- _DATA TO EXAMINE_:
>>>>>

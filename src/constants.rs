mod nullable;
pub use nullable::Nullable;

mod ternary;
pub use ternary::Ternary;
//! The rewrite processor takes a resolved command and produces a
//! semantically equivalent but canonical, simplified command for the
//! planner. Rewriting is pure: it builds new trees, never touches live
//! data, and either fully succeeds or fails against the original command.

mod command;
mod criteria;
mod expression;
mod procedure;

use super::evaluator::EvaluatorError;
use super::metadata::{Metadata, MetadataError};
use super::objects::{Command, CommandContext, Criteria, ProcedureBlock, VariableContext};
use std::collections::HashSet;
use thiserror::Error;

pub struct Rewriter {}

impl Rewriter {
    /// Rewrites a whole command, recursing into every nested command.
    pub fn rewrite_command(
        command: Command,
        metadata: &dyn Metadata,
        context: &CommandContext,
    ) -> Result<Command, RewriterError> {
        let env = RewriteEnv::new(metadata, context);
        let rewritten = command::rewrite_command(command, &env)?;
        debug!("Rewrote command to: {}", rewritten);
        Ok(rewritten)
    }

    /// Rewrites a standalone criteria, for callers that only need a
    /// simplified predicate (e.g. pushdown decisions).
    pub fn rewrite_criteria(
        criteria: Criteria,
        metadata: &dyn Metadata,
        context: &CommandContext,
    ) -> Result<Criteria, RewriterError> {
        let env = RewriteEnv::new(metadata, context);
        criteria::simplify_criteria(criteria, &env)
    }

    /// Rewrites the generated procedure for a DML operation against a
    /// virtual view, binding INPUT/CHANGING references and HAS/TRANSLATE
    /// CRITERIA against the user's actual command.
    pub fn rewrite_virtual_procedure(
        block: ProcedureBlock,
        user_command: &Command,
        metadata: &dyn Metadata,
        context: &CommandContext,
    ) -> Result<ProcedureBlock, RewriterError> {
        procedure::rewrite_virtual_procedure(block, user_command, metadata, context)
    }
}

/// Everything a rewrite rule may consult, threaded through every call.
pub(crate) struct RewriteEnv<'a> {
    pub metadata: &'a dyn Metadata,
    pub context: &'a CommandContext,
    pub variables: Option<&'a VariableContext>,
    pub procedure: Option<&'a ProcedureContext>,
}

impl<'a> RewriteEnv<'a> {
    pub fn new(metadata: &'a dyn Metadata, context: &'a CommandContext) -> RewriteEnv<'a> {
        RewriteEnv {
            metadata,
            context,
            variables: None,
            procedure: None,
        }
    }
}

/// What the procedural rewriter knows about the user's DML command, needed
/// to resolve HAS CRITERIA and TRANSLATE CRITERIA.
pub(crate) struct ProcedureContext {
    pub user_criteria: Option<Criteria>,
    /// Upper-cased virtual column names the user supplied values or
    /// criteria for.
    pub supplied: HashSet<String>,
}

#[derive(Debug, Error)]
pub enum RewriterError {
    #[error("Constant evaluation failed: {0}")]
    Evaluation(#[from] EvaluatorError),
    #[error(transparent)]
    Metadata(#[from] MetadataError),
    #[error("The variable {0} has no supplied value and no default")]
    UnresolvedVariable(String),
    #[error("Infinite loop detected in procedure: the WHILE condition always evaluates TRUE")]
    InfiniteLoop,
    #[error("ORDER BY key {0} does not match a projected column")]
    UnknownOrderKey(String),
    #[error("No common type found for set query column {0}")]
    NoCommonType(usize),
    #[error("{0} is only valid inside a virtual procedure")]
    ProcedureOnly(&'static str),
}
/// Replaces an INPUT/CHANGING pseudo-group reference with its binding. With
/// `lenient` set, a column with neither value nor default becomes a typed
/// null instead of an error; only a bare procedural assignment may ask for
/// that.
pub(crate) fn substitute_element(
    element: ElementRef,
    env: &RewriteEnv,
    lenient: bool,
) -> Result<Expression, RewriterError> {
    let variables = match env.variables {
        Some(v) => v,
        None => return Ok(Expression::Element(element)),
    };

    match element.group.to_uppercase().as_str() {
        "INPUT" => match variables.input(&element.name) {
            VariableValue::Value(c) => Ok(Expression::Constant(c.clone())),
            VariableValue::NotSupplied => {
                let meta = env.metadata.element(&element.id)?;
                if let Some(default) = &meta.default {
                    return Ok(Expression::Constant(default.clone()));
                }
                if lenient {
                    return Ok(Expression::Constant(Constant::null(element.ty)));
                }
                Err(RewriterError::UnresolvedVariable(format!(
                    "INPUT.{}",
                    element.name
                )))
            }
            VariableValue::Unknown => Ok(Expression::Element(element)),
        },
        "CHANGING" => match variables.changing(&element.name) {
            Some(changed) => Ok(Expression::Constant(Constant::boolean(changed))),
            None => Ok(Expression::Element(element)),
        },
        _ => Ok(Expression::Element(element)),
    }
}

fn simplify_function(call: FunctionCall, env: &RewriteEnv) -> Result<Expression, RewriterError> {
    let mut args = vec![];
    for arg in call.args {
        args.push(simplify_expression(arg, env)?);
    }
    let descriptor = call.descriptor;

    //The convenience functions compile into their canonical forms first so
    //one set of CASE/IFNULL rules covers them all.
    match &descriptor.kind {
        FunctionKind::Coalesce => {
            return simplify_expression(expand_coalesce(args, descriptor.returns), env);
        }
        FunctionKind::NullIf => {
            return simplify_expression(expand_nullif(args, descriptor.returns), env);
        }
        FunctionKind::DecodeString | FunctionKind::DecodeInteger => {
            return simplify_expression(expand_decode(args, descriptor.returns), env);
        }
        FunctionKind::Concat2 => {
            return simplify_expression(expand_concat2(args), env);
        }
        _ => {}
    }

    //ifnull folds against its first argument alone
    if descriptor.kind == FunctionKind::IfNull && args.len() == 2 {
        if let Some(first) = args[0].as_constant() {
            let replacement = if first.is_null() {
                args.swap_remove(1)
            } else {
                args.swap_remove(0)
            };
            return Ok(replacement);
        }
    }

    if descriptor.deterministic && args.iter().all(Expression::is_constant) {
        let folded = Evaluator::evaluate(
            &Expression::Function(FunctionCall {
                descriptor,
                args,
            }),
            env.context,
        )?;
        return Ok(Expression::Constant(folded));
    }

    //A null argument decides the result without looking at the others
    if descriptor.kind.propagates_nulls() && args.iter().any(Expression::is_null_constant) {
        return Ok(Expression::Constant(Constant::null(descriptor.returns)));
    }

    Ok(Expression::Function(FunctionCall { descriptor, args }))
}

/// coalesce(a, b, c) compiles to ifnull(a, ifnull(b, c)).
fn expand_coalesce(mut args: Vec<Expression>, returns: SqlType) -> Expression {
    let mut result = match args.pop() {
        Some(last) => last,
        None => Expression::Constant(Constant::null(returns)),
    };
    while let Some(arg) = args.pop() {
        result = Expression::Function(FunctionCall::new(
            FunctionKind::IfNull,
            returns,
            vec![arg, result],
        ));
    }
    result
}

/// nullif(a, b) compiles to CASE WHEN a = b THEN null ELSE a END.
fn expand_nullif(mut args: Vec<Expression>, returns: SqlType) -> Expression {
    let second = args.pop().unwrap_or_else(|| Expression::null(returns));
    let first = args.pop().unwrap_or_else(|| Expression::null(returns));
    Expression::SearchedCase(SearchedCaseExpression {
        whens: vec![(
            Criteria::compare(first.clone(), CompareOp::Eq, second),
            Expression::Constant(Constant::null(returns)),
        )],
        else_expr: Some(Box::new(first)),
    })
}

/// The decode family compiles to a searched CASE over flat literal pairs,
/// with the reserved 'null' token matching an IS NULL test.
fn expand_decode(args: Vec<Expression>, returns: SqlType) -> Expression {
    let mut iter = args.into_iter();
    let input = iter
        .next()
        .unwrap_or_else(|| Expression::Constant(Constant::null(returns)));
    let rest: Vec<Expression> = iter.collect();

    let mut whens = vec![];
    let mut default = None;
    let mut i = 0;
    while i < rest.len() {
        if i + 1 >= rest.len() {
            default = Some(rest[i].clone());
            break;
        }
        let condition = match rest[i].as_constant() {
            Some(c) if matches!(&c.value, Some(SqlValue::Text(t)) if t == "null") => {
                Criteria::IsNull(IsNullCriteria {
                    expr: input.clone(),
                    negated: false,
                })
            }
            _ => Criteria::compare(input.clone(), CompareOp::Eq, rest[i].clone()),
        };
        whens.push((condition, rest[i + 1].clone()));
        i += 2;
    }

    let else_expr = default.unwrap_or_else(|| input.clone());
    Expression::SearchedCase(SearchedCaseExpression {
        whens,
        else_expr: Some(Box::new(else_expr)),
    })
}

/// concat2(a, b) is null only when both arguments are null; otherwise each
/// null argument concatenates as the empty string.
fn expand_concat2(mut args: Vec<Expression>) -> Expression {
    let second = args
        .pop()
        .unwrap_or_else(|| Expression::null(SqlType::Text));
    let first = args
        .pop()
        .unwrap_or_else(|| Expression::null(SqlType::Text));

    let both_null = Criteria::and(vec![
        Criteria::IsNull(IsNullCriteria {
            expr: first.clone(),
            negated: false,
        }),
        Criteria::IsNull(IsNullCriteria {
            expr: second.clone(),
            negated: false,
        }),
    ]);
    let empty = Expression::Constant(Constant::text(""));
    let concat = Expression::Function(FunctionCall::new(
        FunctionKind::Concat,
        SqlType::Text,
        vec![
            Expression::Function(FunctionCall::new(
                FunctionKind::IfNull,
                SqlType::Text,
                vec![first, empty.clone()],
            )),
            Expression::Function(FunctionCall::new(
                FunctionKind::IfNull,
                SqlType::Text,
                vec![second, empty],
            )),
        ],
    ));
    Expression::SearchedCase(SearchedCaseExpression {
        whens: vec![(both_null, Expression::null(SqlType::Text))],
        else_expr: Some(Box::new(concat)),
    })
}

fn simplify_case(case: CaseExpression, env: &RewriteEnv) -> Result<Expression, RewriterError> {
    let result_type = case.result_type();
    let operand = simplify_expression(*case.operand, env)?;
    let mut else_expr = match case.else_expr {
        Some(e) => Some(Box::new(simplify_expression(*e, env)?)),
        None => None,
    };

    //A null operand never matches any branch
    if operand.is_null_constant() {
        return Ok(collapse_case(else_expr, result_type));
    }

    let mut whens = vec![];
    for (when, then) in case.whens {
        let when = simplify_expression(when, env)?;
        let then = simplify_expression(then, env)?;
        if let (Some(op), Some(w)) = (operand.as_constant(), when.as_constant()) {
            match (&op.value, &w.value) {
                (Some(l), Some(r)) => {
                    if Evaluator::compare_values(CompareOp::Eq, l, r)
                        .map_err(RewriterError::Evaluation)?
                    {
                        if whens.is_empty() {
                            //First branch that can match always matches
                            return Ok(retype_null(then, result_type));
                        }
                        //Everything after an always-matching branch is
                        //dead; it becomes the else
                        else_expr = Some(Box::new(then));
                        break;
                    }
                    //This branch can never match
                    continue;
                }
                //A null when value never matches
                (_, _) => continue,
            }
        }
        whens.push((when, then));
    }

    if whens.is_empty() {
        return Ok(collapse_case(else_expr, result_type));
    }
    Ok(Expression::Case(CaseExpression {
        operand: Box::new(operand),
        whens,
        else_expr,
    }))
}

<<<<<

- _DESCRIPTION OF THE TASK_: Go through the records above and return each line in which the word "ProcedureContext" occurs.

- _TASK ANSWER_:
    pub procedure: Option<&'a ProcedureContext>,
pub(crate) struct ProcedureContext {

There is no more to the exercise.